◆ REQUIRED ACTION ◆
Search the records below for the word "estimate". Copy each line where it occurs.

########################################

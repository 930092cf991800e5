//! Current heating system archetypes and stranded-asset exposure

use serde::{Deserialize, Serialize};
use std::fmt;
use std::str::FromStr;

/// Heating system currently installed in the home
#[derive(Debug, Clone, Copy, PartialEq, Eq, Hash, PartialOrd, Ord, Serialize, Deserialize)]
pub enum HeatingSystem {
    #[serde(rename = "gas-furnace")]
    GasFurnace,
    #[serde(rename = "oil-boiler")]
    OilBoiler,
    #[serde(rename = "electric-resistance")]
    ElectricResistance,
    #[serde(rename = "propane")]
    Propane,
    #[serde(rename = "heat-pump")]
    HeatPump,
    #[serde(rename = "other")]
    Other,
}

impl HeatingSystem {
    pub const ALL: [HeatingSystem; 6] = [
        HeatingSystem::GasFurnace,
        HeatingSystem::OilBoiler,
        HeatingSystem::ElectricResistance,
        HeatingSystem::Propane,
        HeatingSystem::HeatPump,
        HeatingSystem::Other,
    ];

    pub fn id(&self) -> &'static str {
        match self {
            HeatingSystem::GasFurnace => "gas-furnace",
            HeatingSystem::OilBoiler => "oil-boiler",
            HeatingSystem::ElectricResistance => "electric-resistance",
            HeatingSystem::Propane => "propane",
            HeatingSystem::HeatPump => "heat-pump",
            HeatingSystem::Other => "other",
        }
    }
}

impl fmt::Display for HeatingSystem {
    fn fmt(&self, f: &mut fmt::Formatter<'_>) -> fmt::Result {
        f.write_str(self.id())
    }
}

impl FromStr for HeatingSystem {
    type Err = String;

    fn from_str(s: &str) -> Result<Self, Self::Err> {
        HeatingSystem::ALL
            .into_iter()
            .find(|h| h.id() == s)
            .ok_or_else(|| format!("Unknown heating system: {}", s))
    }
}

/// Exposure of a heating system to forced early replacement
#[derive(Debug, Clone, Copy, PartialEq, Eq, Hash, Serialize, Deserialize)]
pub enum StrandedAssetRisk {
    #[serde(rename = "NONE")]
    None,
    #[serde(rename = "LOW")]
    Low,
    #[serde(rename = "HIGH")]
    High,
    #[serde(rename = "VERY HIGH")]
    VeryHigh,
    #[serde(rename = "UNKNOWN")]
    Unknown,
}

impl StrandedAssetRisk {
    pub fn as_str(&self) -> &'static str {
        match self {
            StrandedAssetRisk::None => "NONE",
            StrandedAssetRisk::Low => "LOW",
            StrandedAssetRisk::High => "HIGH",
            StrandedAssetRisk::VeryHigh => "VERY HIGH",
            StrandedAssetRisk::Unknown => "UNKNOWN",
        }
    }

    /// Adjustment applied to the baseline asset risk score
    pub fn score_adjustment(&self) -> f64 {
        match self {
            StrandedAssetRisk::VeryHigh => 3.0,
            StrandedAssetRisk::High => 2.0,
            StrandedAssetRisk::Low => -2.0,
            StrandedAssetRisk::None => -4.0,
            StrandedAssetRisk::Unknown => 0.0,
        }
    }

    pub fn is_elevated(&self) -> bool {
        matches!(self, StrandedAssetRisk::VeryHigh | StrandedAssetRisk::High)
    }
}

impl fmt::Display for StrandedAssetRisk {
    fn fmt(&self, f: &mut fmt::Formatter<'_>) -> fmt::Result {
        f.write_str(self.as_str())
    }
}

impl FromStr for StrandedAssetRisk {
    type Err = String;

    fn from_str(s: &str) -> Result<Self, Self::Err> {
        match s {
            "NONE" => Ok(StrandedAssetRisk::None),
            "LOW" => Ok(StrandedAssetRisk::Low),
            "HIGH" => Ok(StrandedAssetRisk::High),
            "VERY HIGH" => Ok(StrandedAssetRisk::VeryHigh),
            "UNKNOWN" => Ok(StrandedAssetRisk::Unknown),
            other => Err(format!("Unknown stranded asset risk: {}", other)),
        }
    }
}

/// Operating cost and mandate exposure of a heating system
#[derive(Debug, Clone, Serialize)]
pub struct HeatingArchetype {
    pub system: HeatingSystem,
    pub label: String,
    pub stranded_asset_risk: StrandedAssetRisk,
    pub avg_annual_cost: f64,
    pub mandate_impact: String,
}

impl HeatingArchetype {
    pub fn new(
        system: HeatingSystem,
        label: &str,
        stranded_asset_risk: StrandedAssetRisk,
        avg_annual_cost: f64,
        mandate_impact: &str,
    ) -> Self {
        Self {
            system,
            label: label.to_string(),
            stranded_asset_risk,
            avg_annual_cost,
            mandate_impact: mandate_impact.to_string(),
        }
    }

    /// Builtin archetype table
    pub fn builtin_table() -> Vec<Self> {
        use StrandedAssetRisk::*;
        vec![
            Self::new(HeatingSystem::GasFurnace, "Gas Furnace", High, 1800.0, "Must replace with heat pump by 2029"),
            Self::new(HeatingSystem::OilBoiler, "Oil Boiler", VeryHigh, 2400.0, "Priority replacement recommended"),
            Self::new(HeatingSystem::ElectricResistance, "Electric Baseboard/Resistance", Low, 2200.0, "High savings opportunity"),
            Self::new(HeatingSystem::Propane, "Propane Furnace", High, 2100.0, "Must replace with heat pump by 2029"),
            Self::new(HeatingSystem::HeatPump, "Existing Heat Pump", None, 1200.0, "Already compliant - upgrade opportunity"),
            Self::new(HeatingSystem::Other, "Other / Not Sure", Unknown, 1800.0, "Assessment recommended"),
        ]
    }
}

#[cfg(test)]
mod tests {
    use super::*;

    #[test]
    fn test_risk_labels() {
        assert_eq!(StrandedAssetRisk::VeryHigh.as_str(), "VERY HIGH");
        assert_eq!("VERY HIGH".parse::<StrandedAssetRisk>(), Ok(StrandedAssetRisk::VeryHigh));
        assert_eq!(
            serde_json::to_string(&StrandedAssetRisk::VeryHigh).unwrap(),
            "\"VERY HIGH\""
        );
    }

    #[test]
    fn test_score_adjustments() {
        assert_eq!(StrandedAssetRisk::VeryHigh.score_adjustment(), 3.0);
        assert_eq!(StrandedAssetRisk::None.score_adjustment(), -4.0);
        assert_eq!(StrandedAssetRisk::Unknown.score_adjustment(), 0.0);
    }

    #[test]
    fn test_heating_ids() {
        assert_eq!("heat-pump".parse::<HeatingSystem>(), Ok(HeatingSystem::HeatPump));
        assert!("wood-stove".parse::<HeatingSystem>().is_err());
    }
}
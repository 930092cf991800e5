//! State, utility and federal incentive amounts

use crate::reference::{HomeType, IncomeBracket, Jurisdiction, ReferenceTables, UtilityTerritory};

/// Maryland MEA rebate when the income bracket is unknown
pub const MD_DEFAULT_STATE_REBATE: f64 = 2_000.0;

/// DC flat estimate (midpoint of the DCSEU range, no income tiering)
pub const DC_STATE_REBATE: f64 = 3_000.0;

/// Virginia HEEHRA estimate at 100% coverage
pub const VA_FULL_COVERAGE_REBATE: f64 = 8_000.0;

/// Virginia HEEHRA estimate at 50% coverage
pub const VA_HALF_COVERAGE_REBATE: f64 = 4_000.0;

pub const EMPOWER_UTILITY_REBATE: f64 = 3_000.0;
pub const DCSEU_UTILITY_REBATE: f64 = 2_500.0;
pub const HEEHRA_UTILITY_REBATE: f64 = 1_500.0;
pub const DEFAULT_UTILITY_REBATE: f64 = 1_000.0;

/// The three independent incentive components
#[derive(Debug, Clone, Copy, PartialEq)]
pub struct Incentives {
    pub state: f64,
    pub utility: f64,
    pub federal: f64,
}

impl Incentives {
    /// Sum of all components; deliberately uncapped
    pub fn total(&self) -> f64 {
        self.state + self.utility + self.federal
    }
}

/// State-level rebate keyed by jurisdiction and income bracket
pub fn state_rebate(
    tables: &ReferenceTables,
    jurisdiction: Jurisdiction,
    income: Option<IncomeBracket>,
) -> f64 {
    let bracket = income.and_then(|b| tables.income(b));

    match jurisdiction {
        Jurisdiction::Maryland => bracket.map_or(MD_DEFAULT_STATE_REBATE, |b| b.state_rebate),
        Jurisdiction::DistrictOfColumbia => DC_STATE_REBATE,
        Jurisdiction::Virginia => match bracket.map_or(0, |b| b.heehra_coverage_pct) {
            100 => VA_FULL_COVERAGE_REBATE,
            50 => VA_HALF_COVERAGE_REBATE,
            _ => 0.0,
        },
    }
}

/// Utility rebate by program participation.
///
/// Checked in fixed priority order: EmPOWER, DCSEU, HEEHRA, then a flat default.
pub fn utility_rebate(utility: Option<&UtilityTerritory>) -> f64 {
    let Some(utility) = utility else {
        return 0.0;
    };

    let participation = utility.participation;
    if participation.empower {
        EMPOWER_UTILITY_REBATE
    } else if participation.dcseu {
        DCSEU_UTILITY_REBATE
    } else if participation.heehra {
        HEEHRA_UTILITY_REBATE
    } else {
        DEFAULT_UTILITY_REBATE
    }
}

/// Federal 25C credit. Home type does not vary the amount yet.
pub fn federal_credit(tables: &ReferenceTables, _home_type: Option<HomeType>) -> f64 {
    tables.federal.ira_25c.max_amount
}

/// Compute all incentive components for a resolved location
pub fn calculate_incentives(
    tables: &ReferenceTables,
    jurisdiction: Jurisdiction,
    utility: Option<&UtilityTerritory>,
    income: Option<IncomeBracket>,
    home_type: Option<HomeType>,
) -> Incentives {
    Incentives {
        state: state_rebate(tables, jurisdiction, income),
        utility: utility_rebate(utility),
        federal: federal_credit(tables, home_type),
    }
}
fn federal_rebate(income: AmiBand) -> (RebateRange, ScanProgram) {
    match income {
        AmiBand::Under80 => (
            RebateRange::new("IRA HEEHR", 8_000.0, 14_000.0),
            ScanProgram::new(
                "IRA HEEHR (Home Efficiency Rebates)",
                FundingKind::Federal,
                "$8,000 - $14,000",
                "Households under 80% AMI",
                "100% of project costs covered for qualifying measures",
            ),
        ),
        AmiBand::From80To150 => (
            RebateRange::new("IRA HOMES", 2_000.0, 4_000.0),
            ScanProgram::new(
                "IRA HOMES Rebates",
                FundingKind::Federal,
                "$2,000 - $4,000",
                "Households 80-150% AMI",
                "50% of project costs covered, capped amounts",
            ),
        ),
        AmiBand::Over150 => (
            RebateRange::new("25C Tax Credit", 2_000.0, 2_000.0),
            ScanProgram::new(
                "Federal 25C Tax Credit",
                FundingKind::Federal,
                "Up to $2,000",
                "All taxpayers",
                "Annual tax credit for qualifying heat pumps",
            ),
        ),
    }
}

/// State grant and the program lines it contributes
fn state_grant(building: BuildingType, income: AmiBand) -> (Option<RebateRange>, Vec<ScanProgram>) {
    match (building, income) {
        (BuildingType::Nonprofit, _) => (
            Some(RebateRange::new("MEA ECB/EEE Grants", 5_000.0, 25_000.0)),
            vec![
                ScanProgram::new(
                    "MEA Electrifying Community Buildings (ECB)",
                    FundingKind::StateGrant,
                    "$5,000 - $25,000+",
                    "501(c)(3) community-serving facilities",
                    "Heat pumps, HPWH, panel upgrades, envelope",
                ),
                ScanProgram::new(
                    "MEA Energy Efficiency Equity (EEE)",
                    FundingKind::StateGrant,
                    "Additional coverage",
                    "Facilities serving LMI populations",
                    "Insulation, air sealing, efficiency measures",
                ),
            ],
        ),
        (BuildingType::FivePlusMultifamily, AmiBand::Under80 | AmiBand::From80To150) => (
            Some(RebateRange::new("DHCD/MEEHA", 3_000.0, 12_000.0)),
            vec![ScanProgram::new(
                "DHCD MEEHA / Multifamily Programs",
                FundingKind::State,
                "$3,000 - $12,000 per unit",
                "Affordable multifamily properties",
                "Often covers 50-100% of project costs",
            )],
        ),
        // Market-rate multifamily gets no state grant, even under 80% AMI
        (BuildingType::FivePlusMultifamily, _) => (None, Vec::new()),
        (_, AmiBand::Under80) => (
            Some(RebateRange::new("MEA Residential", 2_000.0, 8_000.0)),
            vec![ScanProgram::new(
                "MEA Residential Heat Pump Rebates",
                FundingKind::State,
                "$2,000 - $8,000",
                "LMI Maryland households",
                "Income-qualified rebates for heat pumps",
            )],
        ),
        _ => (None, Vec::new()),
    }
}
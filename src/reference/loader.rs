//! CSV-based reference table loader
//!
//! Loads archetype and utility territory tables from CSV files in data/reference/

use super::heating::{HeatingArchetype, HeatingSystem, StrandedAssetRisk};
use super::home::{HomeArchetype, HomeType};
use super::household::{AgeArchetype, IncomeArchetype, IncomeBracket, SystemAge, Urgency};
use super::jurisdiction::Jurisdiction;
use super::utility::{ProgramParticipation, UtilityTerritory};
use log::info;
use serde::de::DeserializeOwned;
use serde::Deserialize;
use std::path::{Path, PathBuf};
use thiserror::Error;

/// Default path to reference data directory
pub const DEFAULT_REFERENCE_PATH: &str = "data/reference";

#[derive(Debug, Error)]
pub enum ReferenceLoadError {
    #[error("failed to read {path}: {source}")]
    Csv {
        path: PathBuf,
        #[source]
        source: csv::Error,
    },
    #[error("{path} row {row}: {message}")]
    InvalidRow {
        path: PathBuf,
        row: usize,
        message: String,
    },
}

fn read_rows<T: DeserializeOwned>(path: &Path) -> Result<Vec<T>, ReferenceLoadError> {
    let csv_error = |source| ReferenceLoadError::Csv {
        path: path.to_path_buf(),
        source,
    };

    let mut reader = csv::ReaderBuilder::new()
        .trim(csv::Trim::All)
        .from_path(path)
        .map_err(csv_error)?;

    let mut rows = Vec::new();
    for result in reader.deserialize() {
        rows.push(result.map_err(csv_error)?);
    }
    Ok(rows)
}

/// Parse each raw row, tagging failures with file and 1-based data row
fn convert_rows<R, T>(
    path: &Path,
    rows: Vec<R>,
    convert: impl Fn(R) -> Result<T, String>,
) -> Result<Vec<T>, ReferenceLoadError> {
    rows.into_iter()
        .enumerate()
        .map(|(i, row)| {
            convert(row).map_err(|message| ReferenceLoadError::InvalidRow {
                path: path.to_path_buf(),
                row: i + 1,
                message,
            })
        })
        .collect()
}

#[derive(Debug, Deserialize)]
struct HomeRow {
    id: String,
    label: String,
    base_install_cost: f64,
    avg_sq_ft: f64,
}

/// Load home archetypes from home_types.csv
pub fn load_home_types(dir: &Path) -> Result<Vec<HomeArchetype>, ReferenceLoadError> {
    let path = dir.join("home_types.csv");
    let rows: Vec<HomeRow> = read_rows(&path)?;
    convert_rows(&path, rows, |row| {
        let home_type: HomeType = row.id.parse()?;
        Ok(HomeArchetype::new(home_type, &row.label, row.base_install_cost, row.avg_sq_ft))
    })
}

#[derive(Debug, Deserialize)]
struct HeatingRow {
    id: String,
    label: String,
    stranded_asset_risk: String,
    avg_annual_cost: f64,
    mandate_impact: String,
}

/// Load heating archetypes from heating_systems.csv
pub fn load_heating_systems(dir: &Path) -> Result<Vec<HeatingArchetype>, ReferenceLoadError> {
    let path = dir.join("heating_systems.csv");
    let rows: Vec<HeatingRow> = read_rows(&path)?;
    convert_rows(&path, rows, |row| {
        let system: HeatingSystem = row.id.parse()?;
        let risk: StrandedAssetRisk = row.stranded_asset_risk.parse()?;
        Ok(HeatingArchetype::new(system, &row.label, risk, row.avg_annual_cost, &row.mandate_impact))
    })
}

#[derive(Debug, Deserialize)]
struct IncomeRow {
    id: String,
    label: String,
    percent_ami: String,
    state_rebate: f64,
    heehra_coverage_pct: u8,
    description: String,
}

/// Load income brackets from income_brackets.csv
pub fn load_income_brackets(dir: &Path) -> Result<Vec<IncomeArchetype>, ReferenceLoadError> {
    let path = dir.join("income_brackets.csv");
    let rows: Vec<IncomeRow> = read_rows(&path)?;
    convert_rows(&path, rows, |row| {
        let bracket: IncomeBracket = row.id.parse()?;
        if row.heehra_coverage_pct > 100 {
            return Err(format!("coverage {}% exceeds 100%", row.heehra_coverage_pct));
        }
        Ok(IncomeArchetype::new(
            bracket,
            &row.label,
            &row.percent_ami,
            row.state_rebate,
            row.heehra_coverage_pct,
            &row.description,
        ))
    })
}

#[derive(Debug, Deserialize)]
struct AgeRow {
    id: String,
    label: String,
    urgency: String,
    years_remaining: u32,
}

/// Load system age brackets from system_ages.csv
pub fn load_system_ages(dir: &Path) -> Result<Vec<AgeArchetype>, ReferenceLoadError> {
    let path = dir.join("system_ages.csv");
    let rows: Vec<AgeRow> = read_rows(&path)?;
    convert_rows(&path, rows, |row| {
        let age: SystemAge = row.id.parse()?;
        let urgency: Urgency = row.urgency.parse()?;
        Ok(AgeArchetype::new(age, &row.label, urgency, row.years_remaining))
    })
}

#[derive(Debug, Deserialize)]
struct UtilityRow {
    id: String,
    name: String,
    abbreviation: String,
    jurisdiction: String,
    /// Semicolon separated, e.g. "210;211;212"
    zip_prefixes: String,
    empower: bool,
    dcseu: bool,
    heehra: bool,
}

/// Load utility territories from utility_territories.csv, keeping file order
pub fn load_utility_territories(dir: &Path) -> Result<Vec<UtilityTerritory>, ReferenceLoadError> {
    let path = dir.join("utility_territories.csv");
    let rows: Vec<UtilityRow> = read_rows(&path)?;
    convert_rows(&path, rows, |row| {
        let jurisdiction: Jurisdiction = row.jurisdiction.parse()?;
        let zip_prefixes: Vec<String> = row
            .zip_prefixes
            .split(';')
            .map(str::trim)
            .filter(|p| !p.is_empty())
            .map(str::to_string)
            .collect();

        if let Some(bad) = zip_prefixes
            .iter()
            .find(|p| p.len() != 3 || !p.bytes().all(|b| b.is_ascii_digit()))
        {
            return Err(format!("zip prefix '{}' is not 3 digits", bad));
        }

        Ok(UtilityTerritory {
            id: row.id,
            name: row.name,
            abbreviation: row.abbreviation,
            jurisdiction,
            zip_prefixes,
            participation: ProgramParticipation {
                empower: row.empower,
                dcseu: row.dcseu,
                heehra: row.heehra,
            },
        })
    })
}

/// All CSV-backed reference tables
pub struct LoadedReference {
    pub home_types: Vec<HomeArchetype>,
    pub heating_systems: Vec<HeatingArchetype>,
    pub income_brackets: Vec<IncomeArchetype>,
    pub system_ages: Vec<AgeArchetype>,
    pub utility_territories: Vec<UtilityTerritory>,
}

impl LoadedReference {
    /// Load all tables from the default path
    pub fn load_default() -> Result<Self, ReferenceLoadError> {
        Self::load_from(Path::new(DEFAULT_REFERENCE_PATH))
    }

    /// Load all tables from a specific directory
    pub fn load_from(dir: &Path) -> Result<Self, ReferenceLoadError> {
        let loaded = Self {
            home_types: load_home_types(dir)?,
            heating_systems: load_heating_systems(dir)?,
            income_brackets: load_income_brackets(dir)?,
            system_ages: load_system_ages(dir)?,
            utility_territories: load_utility_territories(dir)?,
        };

        info!(
            "Loaded reference tables from {}: {} home types, {} heating systems, {} income brackets, {} age brackets, {} utilities",
            dir.display(),
            loaded.home_types.len(),
            loaded.heating_systems.len(),
            loaded.income_brackets.len(),
            loaded.system_ages.len(),
            loaded.utility_territories.len(),
        );

        Ok(loaded)
    }
}

#[cfg(test)]
mod tests {
    use super::*;
    use std::fs;

    fn reference_dir() -> PathBuf {
        Path::new(env!("CARGO_MANIFEST_DIR")).join(DEFAULT_REFERENCE_PATH)
    }

    #[test]
    fn test_load_shipped_reference_tables() {
        let result = LoadedReference::load_from(&reference_dir());
        assert!(result.is_ok(), "Failed to load reference tables: {:?}", result.err());

        let loaded = result.unwrap();
        assert_eq!(loaded.home_types.len(), 4);
        assert_eq!(loaded.heating_systems.len(), 6);
        assert_eq!(loaded.income_brackets.len(), 5);
        assert_eq!(loaded.system_ages.len(), 6);
        assert_eq!(loaded.utility_territories.len(), 7);

        // File order is table order
        assert_eq!(loaded.utility_territories[0].id, "bge");
        assert_eq!(loaded.utility_territories[0].zip_prefixes, vec!["210", "211", "212"]);
        assert!(loaded.utility_territories[0].participation.empower);
    }

    #[test]
    fn test_unknown_id_is_rejected() {
        let dir = std::env::temp_dir().join(format!("hpi-loader-{}", std::process::id()));
        fs::create_dir_all(&dir).unwrap();
        fs::write(
            dir.join("home_types.csv"),
            "id,label,base_install_cost,avg_sq_ft\nyurt,Yurt,9000,400\n",
        )
        .unwrap();

        let err = load_home_types(&dir).unwrap_err();
        match err {
            ReferenceLoadError::InvalidRow { row, message, .. } => {
                assert_eq!(row, 1);
                assert!(message.contains("yurt"));
            }
            other => panic!("unexpected error: {other}"),
        }

        fs::remove_dir_all(&dir).ok();
    }

    #[test]
    fn test_missing_file_is_error() {
        let dir = std::env::temp_dir().join("hpi-loader-does-not-exist");
        assert!(matches!(
            load_system_ages(&dir),
            Err(ReferenceLoadError::Csv { .. })
        ));
    }
}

########################################

◆ ANSWER SPACE ◆
/// DC flat estimate (midpoint of the DCSEU range, no income tiering)
/// Virginia HEEHRA estimate at 100% coverage
/// Virginia HEEHRA estimate at 50% coverage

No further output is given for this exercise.